Debug Journal

The fault site I cited was never entered

A hand-drawn sepia map lies on a wooden desk. A bright red pushpin stands in one corner of the map. A faint pencil line traces a path away from the pin to an entirely different building. A small brass compass rose sits in the lower-right.

Yesterday I posted a substance comment on a pnpm regression. I named a fault site, cited two lines from deps-resolver/resolveDependencies.ts, and walked the maintainer through why I thought the call returned early under updateDepth=-1. I had read the code carefully. The shape was tidy. It was also wrong.

An hour later I added instrumentation to the actual installed binary and reproduced the bug. None of the trace lines I had cited fired. The path I had written about was never entered. Then I posted a correction.

The setup

pnpm/pnpm#11795 reports a regression introduced in v11.0: an npm install followed by a no-op pnpm install stops detecting changes inside a local file: dependency unless you delete node_modules/.pnpm. The reporter's first guess pointed at the local-tarball resolver: a short-circuit in local-resolver/index.ts that compares directory contents and returns a cached resolution if nothing visible has changed.

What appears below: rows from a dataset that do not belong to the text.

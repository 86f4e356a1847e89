//! trade-forge CLI entry point.
//!
//! Initializes logging and delegates to the CLI module for command handling.

use tracing_subscriber::{fmt, prelude::*, EnvFilter};

#[tokio::main]
async fn main() -> anyhow::Result<()> {
    // Parse CLI arguments first to get log_level
    let cli = trade_forge::cli::parse_cli();

    // Priority: RUST_LOG env var > --log-level CLI arg > default "info"
    let log_filter = std::env::var("RUST_LOG").unwrap_or_else(|_| cli.log_level.clone());

    tracing_subscriber::registry()
        .with(fmt::layer().with_writer(std::io::stderr))
        .with(EnvFilter::try_from_default_env().unwrap_or_else(|_| EnvFilter::new(&log_filter)))
        .init();

    trade_forge::cli::run_with_cli(cli).await
}
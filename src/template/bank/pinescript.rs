//! PineScript v5 strategy templates.

use crate::template::types::TemplateDef;

pub(super) const TEMPLATES: &[TemplateDef] = &[
    TemplateDef {
        name: "EMA_Crossover",
        instruction: "Write a PineScript v5 strategy for EMA crossover with {{ fast_len }} and {{ slow_len }} periods",
        response: r#"//@version=5
strategy("EMA Crossover", overlay=true)
fastLen = input.int({{ fast_len }}, "Fast EMA")
slowLen = input.int({{ slow_len }}, "Slow EMA")
fastEMA = ta.ema(close, fastLen)
slowEMA = ta.ema(close, slowLen)
if ta.crossover(fastEMA, slowEMA)
    strategy.entry("Long", strategy.long)
if ta.crossunder(fastEMA, slowEMA)
    strategy.close("Long")
plot(fastEMA, color=color.blue)
plot(slowEMA, color=color.red)"#,
    },
    TemplateDef {
        name: "RSI_EMA",
        instruction: "Create a PineScript v5 strategy combining RSI({{ rsi_len }}) and EMA({{ ema_len }}) with oversold at {{ oversold }} and overbought at {{ overbought }}",
        response: r#"//@version=5
strategy("RSI + EMA Strategy", overlay=true)
rsiLen = input.int({{ rsi_len }}, "RSI Length")
emaLen = input.int({{ ema_len }}, "EMA Length")
rsiOversold = input.int({{ oversold }}, "Oversold")
rsiOverbought = input.int({{ overbought }}, "Overbought")
rsi = ta.rsi(close, rsiLen)
ema = ta.ema(close, emaLen)
longCondition = ta.crossover(rsi, rsiOversold) and close > ema
shortCondition = ta.crossunder(rsi, rsiOverbought) and close < ema
if longCondition
    strategy.entry("Long", strategy.long)
if shortCondition
    strategy.entry("Short", strategy.short)"#,
    },
    TemplateDef {
        name: "Bollinger_Breakout",
        instruction: "Write a PineScript v5 Bollinger Band breakout strategy with {{ bb_len }} period and {{ bb_mult }} standard deviations",
        response: r#"//@version=5
strategy("BB Breakout", overlay=true)
length = input.int({{ bb_len }}, "BB Length")
mult = input.float({{ bb_mult }}, "BB Multiplier")
basis = ta.sma(close, length)
dev = mult * ta.stdev(close, length)
upper = basis + dev
lower = basis - dev
if ta.crossover(close, upper)
    strategy.entry("Long", strategy.long)
if ta.crossunder(close, lower)
    strategy.entry("Short", strategy.short)
plot(basis, color=color.orange)
plot(upper, color=color.red)
plot(lower, color=color.green)"#,
    },
    TemplateDef {
        name: "VWAP_Scalper",
        instruction: "Create a PineScript v5 VWAP scalping strategy with {{ tp_pct }}% take profit and {{ sl_pct }}% stop loss",
        response: r#"//@version=5
strategy("VWAP Scalper", overlay=true)
vwapValue = ta.vwap(close)
tpPercent = input.float({{ tp_pct }}, "Take Profit %") / 100
slPercent = input.float({{ sl_pct }}, "Stop Loss %") / 100
if ta.crossover(close, vwapValue)
    strategy.entry("Long", strategy.long)
    strategy.exit("Exit", "Long", profit=close * tpPercent, loss=close * slPercent)
if ta.crossunder(close, vwapValue)
    strategy.close("Long")
plot(vwapValue, color=color.blue, linewidth=2)"#,
    },
    TemplateDef {
        name: "Multi_Timeframe",
        instruction: "Write a PineScript v5 multi-timeframe strategy using {{ htf }} higher timeframe EMA({{ htf_len }}) and current timeframe RSI({{ rsi_len }})",
        response: r#"//@version=5
strategy("MTF Strategy", overlay=true)
htfEmaLen = input.int({{ htf_len }}, "HTF EMA Length")
htf = input.timeframe("{{ htf }}", "Higher Timeframe")
rsiLen = input.int({{ rsi_len }}, "RSI Length")
htfEMA = request.security(syminfo.tickerid, htf, ta.ema(close, htfEmaLen))
rsi = ta.rsi(close, rsiLen)
longCondition = close > htfEMA and rsi < 30
shortCondition = close < htfEMA and rsi > 70
if longCondition
    strategy.entry("Long", strategy.long)
if shortCondition
    strategy.entry("Short", strategy.short)
plot(htfEMA, color=color.purple, linewidth=2)"#,
    },
];
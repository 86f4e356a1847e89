//! Dataset records, assembly and statistics.

pub mod assembler;
pub mod record;
pub mod stats;

pub use assembler::{AssembledDataset, CategoryWeights, DatasetAssembler};
pub use record::{RecordSource, TrainingExample};
pub use stats::{DatasetStats, PatternCount};
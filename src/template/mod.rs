//! Template bank for trade-forge record generation.
//!
//! Every category owns a fixed list of instruction/response templates with
//! `{{ name }}` placeholders. The bank is parsed once at startup: each
//! template is compiled into a shared Tera instance and its placeholder set
//! is checked against the keys the category's parameter synthesizer
//! supplies, so a mismatch stops the process before any request is served.
//!
//! # Example
//!
//! ```ignore
//! use trade_forge::template::TemplateBank;
//! use trade_forge::categories::Category;
//!
//! let bank = TemplateBank::load()?;
//! for template in bank.templates(Category::Pinescript) {
//!     println!("{}: {:?}", template.name, template.placeholders());
//! }
//! ```

mod bank;
pub mod types;

pub use types::TemplateDef;

use std::collections::{BTreeMap, BTreeSet};

use rand::prelude::*;
use rand_chacha::ChaCha8Rng;
use serde_json::Value;
use tera::{Context, Tera};

use crate::categories::Category;
use crate::error::{GeneratorError, TemplateError};
use crate::generator::sampler::{synthesizer_for, ParameterSet};

/// A parsed template with its placeholder sets.
#[derive(Debug, Clone)]
pub struct Template {
    /// Category the template belongs to.
    pub category: Category,
    /// Name, unique within the category.
    pub name: String,
    /// Raw instruction text.
    pub instruction: String,
    /// Raw response text.
    pub response: String,
    /// Placeholders referenced by the instruction.
    pub instruction_placeholders: BTreeSet<String>,
    /// Placeholders referenced by the response.
    pub response_placeholders: BTreeSet<String>,
}

impl Template {
    fn from_def(category: Category, def: &TemplateDef) -> Self {
        Self {
            category,
            name: def.name.to_string(),
            instruction: def.instruction.to_string(),
            response: def.response.to_string(),
            instruction_placeholders: extract_placeholders(def.instruction),
            response_placeholders: extract_placeholders(def.response),
        }
    }

    /// Union of instruction and response placeholders.
    pub fn placeholders(&self) -> BTreeSet<&str> {
        self.instruction_placeholders
            .iter()
            .chain(self.response_placeholders.iter())
            .map(String::as_str)
            .collect()
    }

    fn instruction_key(&self) -> String {
        format!("{}/{}/instruction", self.category, self.name)
    }

    fn response_key(&self) -> String {
        format!("{}/{}/response", self.category, self.name)
    }
}

/// Process-wide, immutable collection of templates for all categories.
#[derive(Debug)]
pub struct TemplateBank {
    tera: Tera,
    templates: BTreeMap<Category, Vec<Template>>,
}

impl TemplateBank {
    /// Loads the built-in templates for every category.
    pub fn load() -> Result<Self, TemplateError> {
        Self::from_definitions(
            Category::all()
                .into_iter()
                .map(|category| (category, bank::definitions(category))),
        )
    }

    /// Builds a bank from explicit definitions.
    ///
    /// Fails on duplicate names, empty categories, unparseable template text,
    /// or a placeholder the category's synthesizer does not supply.
    pub fn from_definitions<'d, I>(entries: I) -> Result<Self, TemplateError>
    where
        I: IntoIterator<Item = (Category, &'d [TemplateDef])>,
    {
        let mut tera = Tera::default();
        tera.autoescape_on(vec![]);

        let mut templates: BTreeMap<Category, Vec<Template>> = BTreeMap::new();

        for (category, defs) in entries {
            if defs.is_empty() {
                return Err(TemplateError::EmptyCategory(category.to_string()));
            }

            let supplied: BTreeSet<&str> = synthesizer_for(category)
                .supplied_keys()
                .iter()
                .copied()
                .collect();

            let mut parsed = Vec::with_capacity(defs.len());
            for def in defs {
                if parsed.iter().any(|t: &Template| t.name == def.name) {
                    return Err(TemplateError::DuplicateName {
                        category: category.to_string(),
                        name: def.name.to_string(),
                    });
                }

                let template = Template::from_def(category, def);

                if let Some(missing) = template
                    .placeholders()
                    .into_iter()
                    .find(|p| !supplied.contains(p))
                {
                    return Err(TemplateError::UnsuppliedPlaceholder {
                        category: category.to_string(),
                        template: template.name.clone(),
                        placeholder: missing.to_string(),
                    });
                }

                for (key, body) in [
                    (template.instruction_key(), &template.instruction),
                    (template.response_key(), &template.response),
                ] {
                    tera.add_raw_template(&key, body)
                        .map_err(|source| TemplateError::Parse {
                            name: key.clone(),
                            source,
                        })?;
                }

                parsed.push(template);
            }

            tracing::debug!(
                category = %category,
                templates = parsed.len(),
                "Loaded template bank category"
            );
            templates.insert(category, parsed);
        }

        Ok(Self { tera, templates })
    }

    /// Templates for a category, in selection order.
    pub fn templates(&self, category: Category) -> &[Template] {
        self.templates
            .get(&category)
            .map(Vec::as_slice)
            .unwrap_or(&[])
    }

    /// Looks up a template by name.
    pub fn get(&self, category: Category, name: &str) -> Result<&Template, TemplateError> {
        self.templates(category)
            .iter()
            .find(|t| t.name == name)
            .ok_or_else(|| TemplateError::NotFound(format!("{}/{}", category, name)))
    }

    /// Uniformly selects one template. Consumes exactly one draw.
    pub fn choose(
        &self,
        category: Category,
        rng: &mut ChaCha8Rng,
    ) -> Result<&Template, TemplateError> {
        let templates = self.templates(category);
        if templates.is_empty() {
            return Err(TemplateError::EmptyCategory(category.to_string()));
        }
        Ok(&templates[rng.random_range(0..templates.len())])
    }

    /// Interpolates a template's instruction and response.
    ///
    /// A placeholder without a parameter is a bank/synthesizer mismatch and
    /// surfaces as [`GeneratorError::Interpolation`].
    pub fn render(
        &self,
        template: &Template,
        params: &ParameterSet,
    ) -> Result<(String, String), GeneratorError> {
        let mut context = Context::new();
        for (key, value) in params {
            context.insert(key, &display_value(value));
        }

        let render = |key: String| {
            self.tera
                .render(&key, &context)
                .map_err(|source| GeneratorError::Interpolation {
                    template: template.name.clone(),
                    source,
                })
        };

        Ok((
            render(template.instruction_key())?,
            render(template.response_key())?,
        ))
    }
}

/// Text form of a parameter as it appears inside rendered templates.
///
/// Floats keep their shortest round-trip form (`2.0`, `123.45`).
fn display_value(value: &Value) -> String {
    match value {
        Value::String(s) => s.clone(),
        other => other.to_string(),
    }
}

/// Extracts `{{ name }}` placeholder names from template text.
pub fn extract_placeholders(template: &str) -> BTreeSet<String> {
    let mut vars = BTreeSet::new();
    let mut chars = template.chars().peekable();

    while let Some(c) = chars.next() {
        if c == '{' && chars.peek() == Some(&'{') {
            chars.next();
            let mut var_name = String::new();
            while let Some(&c) = chars.peek() {
                if c == '}' {
                    break;
                }
                var_name.push(c);
                chars.next();
            }
            if chars.next() == Some('}') && chars.peek() == Some(&'}') {
                chars.next();
            }
            let var_name = var_name.trim();
            if !var_name.is_empty() {
                vars.insert(var_name.to_string());
            }
        }
    }

    vars
}
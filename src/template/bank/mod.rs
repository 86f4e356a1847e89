//! Literal template text for every category.

mod institutional;
mod pinescript;
mod price_action;

use crate::categories::Category;

use super::types::TemplateDef;

/// Returns the literal templates for a category, in selection order.
pub fn definitions(category: Category) -> &'static [TemplateDef] {
    match category {
        Category::Pinescript => pinescript::TEMPLATES,
        Category::PriceAction => price_action::TEMPLATES,
        Category::Institutional => institutional::TEMPLATES,
    }
}
//! Sample generation pipeline for trade-forge.
//!
//! One generation call performs, in order and against a single random source:
//!
//! 1. **Template selection** - one uniform draw over the category's bank
//! 2. **Parameter synthesis** - the category's synthesizer fills every placeholder
//! 3. **Interpolation** - instruction and response are rendered from the parameters
//!
//! The result is a partial record; ids, timestamps and defaults are added by
//! the dataset assembler.
//!
//! # Example
//!
//! ```ignore
//! use trade_forge::generator::SampleGenerator;
//! use trade_forge::template::TemplateBank;
//! use trade_forge::categories::Category;
//!
//! let bank = TemplateBank::load()?;
//! let generator = SampleGenerator::new(&bank);
//! let sample = generator.generate(Category::Pinescript, 42)?;
//! println!("{}", sample.instruction);
//! ```

pub mod sampler;

pub use sampler::{synthesizer_for, ParameterSet, ParameterSynthesizer};

use rand::prelude::*;
use rand_chacha::ChaCha8Rng;
use serde::{Deserialize, Serialize};

use crate::categories::Category;
use crate::error::GeneratorError;
use crate::template::TemplateBank;

/// Result type alias for generator operations.
pub type Result<T> = std::result::Result<T, GeneratorError>;

/// Upper bound for seeds drawn from entropy or derived per record.
pub const MAX_SEED: u64 = 1_000_000;

/// Audit trail of how a sample was produced.
#[derive(Debug, Clone, PartialEq, Serialize, Deserialize)]
pub struct SampleMetadata {
    /// Name of the chosen template.
    pub template: String,
    /// Every synthesized parameter, including derived ones.
    pub params: ParameterSet,
}

/// A generated sample before it is wrapped into a full record.
#[derive(Debug, Clone, PartialEq, Serialize, Deserialize)]
pub struct GeneratedSample {
    pub instruction: String,
    pub response: String,
    pub pattern_type: String,
    #[serde(default, skip_serializing_if = "Option::is_none")]
    pub timeframe: Option<String>,
    pub metadata: SampleMetadata,
}

/// Generates samples from the template bank.
pub struct SampleGenerator<'b> {
    bank: &'b TemplateBank,
}

impl<'b> SampleGenerator<'b> {
    /// Creates a generator over a loaded bank.
    pub fn new(bank: &'b TemplateBank) -> Self {
        Self { bank }
    }

    /// Generates one sample from a fresh source seeded with exactly `seed`.
    ///
    /// Seeding is absolute: the output does not depend on any earlier call.
    pub fn generate(&self, category: Category, seed: u64) -> Result<GeneratedSample> {
        let mut rng = ChaCha8Rng::seed_from_u64(seed);
        self.generate_with_rng(category, &mut rng)
    }

    /// Generates one sample, drawing from the caller's random source.
    pub fn generate_with_rng(
        &self,
        category: Category,
        rng: &mut ChaCha8Rng,
    ) -> Result<GeneratedSample> {
        let template = self.bank.choose(category, rng)?;
        let params = synthesizer_for(category).synthesize(&template.name, rng);
        let (instruction, response) = self.bank.render(template, &params)?;

        let timeframe = match category {
            Category::PriceAction => params
                .get("timeframe")
                .and_then(|v| v.as_str())
                .map(str::to_string),
            _ => None,
        };

        Ok(GeneratedSample {
            instruction,
            response,
            pattern_type: category.as_str().to_string(),
            timeframe,
            metadata: SampleMetadata {
                template: template.name.clone(),
                params,
            },
        })
    }

    /// Generates a preview sample, drawing a seed from entropy when none is given.
    ///
    /// Returns the sample together with the seed that reproduces it.
    pub fn preview(&self, category: Category, seed: Option<u64>) -> Result<(GeneratedSample, u64)> {
        let seed = seed.unwrap_or_else(entropy_seed);
        Ok((self.generate(category, seed)?, seed))
    }
}

/// Draws a fresh seed in `[1, MAX_SEED]` from system entropy.
pub fn entropy_seed() -> u64 {
    rand::rng().random_range(1..=MAX_SEED)
}

#[cfg(test)]
mod tests {
    use super::*;

    fn bank() -> TemplateBank {
        TemplateBank::load().expect("bank should load")
    }

    #[test]
    fn test_generate_deterministic() {
        let bank = bank();
        let generator = SampleGenerator::new(&bank);
        for category in Category::all() {
            let a = generator.generate(category, 42).expect("generate");
            let b = generator.generate(category, 42).expect("generate");
            assert_eq!(a, b);
            assert_eq!(
                serde_json::to_string(&a.metadata).expect("serialize"),
                serde_json::to_string(&b.metadata).expect("serialize")
            );
        }
    }

    #[test]
    fn test_seeding_is_absolute() {
        let bank = bank();
        let generator = SampleGenerator::new(&bank);
        let first = generator.generate(Category::Institutional, 99).expect("generate");

        // Unrelated generation in between must not change the outcome.
        for seed in 0..5 {
            generator
                .generate(Category::Pinescript, seed)
                .expect("generate");
        }

        let second = generator.generate(Category::Institutional, 99).expect("generate");
        assert_eq!(first, second);
    }

    /// Seed 42 recorded against ChaCha8 with `rand` 0.10 range sampling.
    ///
    /// These values differ from fixtures recorded with other random sources
    /// (which pick `EMA_Crossover` for seed 42); any change to the random
    /// source or to the draw order breaks this test.
    #[test]
    fn test_seed_42_pinescript_fixture() {
        let bank = bank();
        let generator = SampleGenerator::new(&bank);
        let sample = generator.generate(Category::Pinescript, 42).expect("generate");

        assert_eq!(sample.pattern_type, "pinescript");
        assert_eq!(sample.metadata.template, "RSI_EMA");

        let params = &sample.metadata.params;
        assert_eq!(params["fast_len"], 10);
        assert_eq!(params["slow_len"], 166);
        assert_eq!(params["rsi_len"], 14);
        assert_eq!(params["ema_len"], 79);
        assert_eq!(params["oversold"], 30);
        assert_eq!(params["overbought"], 70);

        assert_eq!(
            sample.instruction,
            "Create a PineScript v5 strategy combining RSI(14) and EMA(79) with oversold at 30 and overbought at 70"
        );
        assert!(sample
            .response
            .contains("rsiLen = input.int(14, \"RSI Length\")"));
        assert!(sample
            .response
            .contains("emaLen = input.int(79, \"EMA Length\")"));
    }

    #[test]
    fn test_price_action_carries_timeframe() {
        let bank = bank();
        let generator = SampleGenerator::new(&bank);
        let sample = generator.generate(Category::PriceAction, 5).expect("generate");
        let expected = sample.metadata.params["timeframe"].as_str().map(str::to_string);
        assert_eq!(sample.timeframe, expected);

        let pine = generator.generate(Category::Pinescript, 5).expect("generate");
        assert!(pine.timeframe.is_none());
    }

    #[test]
    fn test_placeholder_completeness_over_seeds() {
        let bank = bank();
        let generator = SampleGenerator::new(&bank);
        for category in Category::all() {
            for seed in 0..150 {
                let sample = generator
                    .generate(category, seed)
                    .unwrap_or_else(|e| panic!("{category} seed {seed}: {e}"));
                assert!(!sample.instruction.is_empty());
                assert!(!sample.response.is_empty());
                assert!(!sample.instruction.contains("{{"));
                assert!(!sample.response.contains("{{"));
            }
        }
    }

    #[test]
    fn test_every_template_is_reachable() {
        let bank = bank();
        let generator = SampleGenerator::new(&bank);
        for category in Category::all() {
            let mut seen = std::collections::BTreeSet::new();
            for seed in 0..500 {
                let sample = generator.generate(category, seed).expect("generate");
                seen.insert(sample.metadata.template);
            }
            assert_eq!(seen.len(), bank.templates(category).len());
        }
    }

    #[test]
    fn test_preview_reports_seed() {
        let bank = bank();
        let generator = SampleGenerator::new(&bank);
        let (sample, seed) = generator
            .preview(Category::PriceAction, None)
            .expect("preview");
        assert!((1..=MAX_SEED).contains(&seed));
        let again = generator.generate(Category::PriceAction, seed).expect("generate");
        assert_eq!(sample, again);
    }
}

I read the surrounding code. The local resolver does its tarball comparison only when the resolver is actually called. Whether the resolver is called depends on a chain higher up. I followed the chain into deps-resolver/resolveDependencies.ts and found a block at lines 1443 to 1448 that returns null when updateDepth is -1 and a prior resolution exists in the lockfile. The shape was clean: an upstream gate stops the recursion before it asks the resolver anything.

I wrote a substance comment naming those lines as load-bearing and posted it. Tidy.

The wrong call

I had not run the reproducer. The trace was static. I read code that looked like the gate, found a code path that matched my mental model of the bug, and stopped there.

The failure mode of static tracing is small and easy to miss: the path I cite has to be the path that fires. Reading adjacent code carefully will tell me whether a call can fire under given conditions. It will not tell me whether it does fire in this particular failing run. The cited path can be functionally correct, the bug can be real, and the two can be unrelated.

The instrumentation

Two hours after posting, I built a minimal reproducer. A linked library directory with a single source file, no transitive deps, consumed by an app that calls one function from it. I confirmed the bug: edit the source, run pnpm install, the dist directory stays stale.

Then I patched the bundled pnpm.mjs at ~/.npm/_npx/<hash>/node_modules/pnpm/dist/pnpm.mjs with four console.error calls. One at the entry of resolveDependency. One inside the early-return I had cited. One inside a second early-return block I had read but not named. One at the local-resolver's directory-comparison short-circuit. I made them log a tagged line each.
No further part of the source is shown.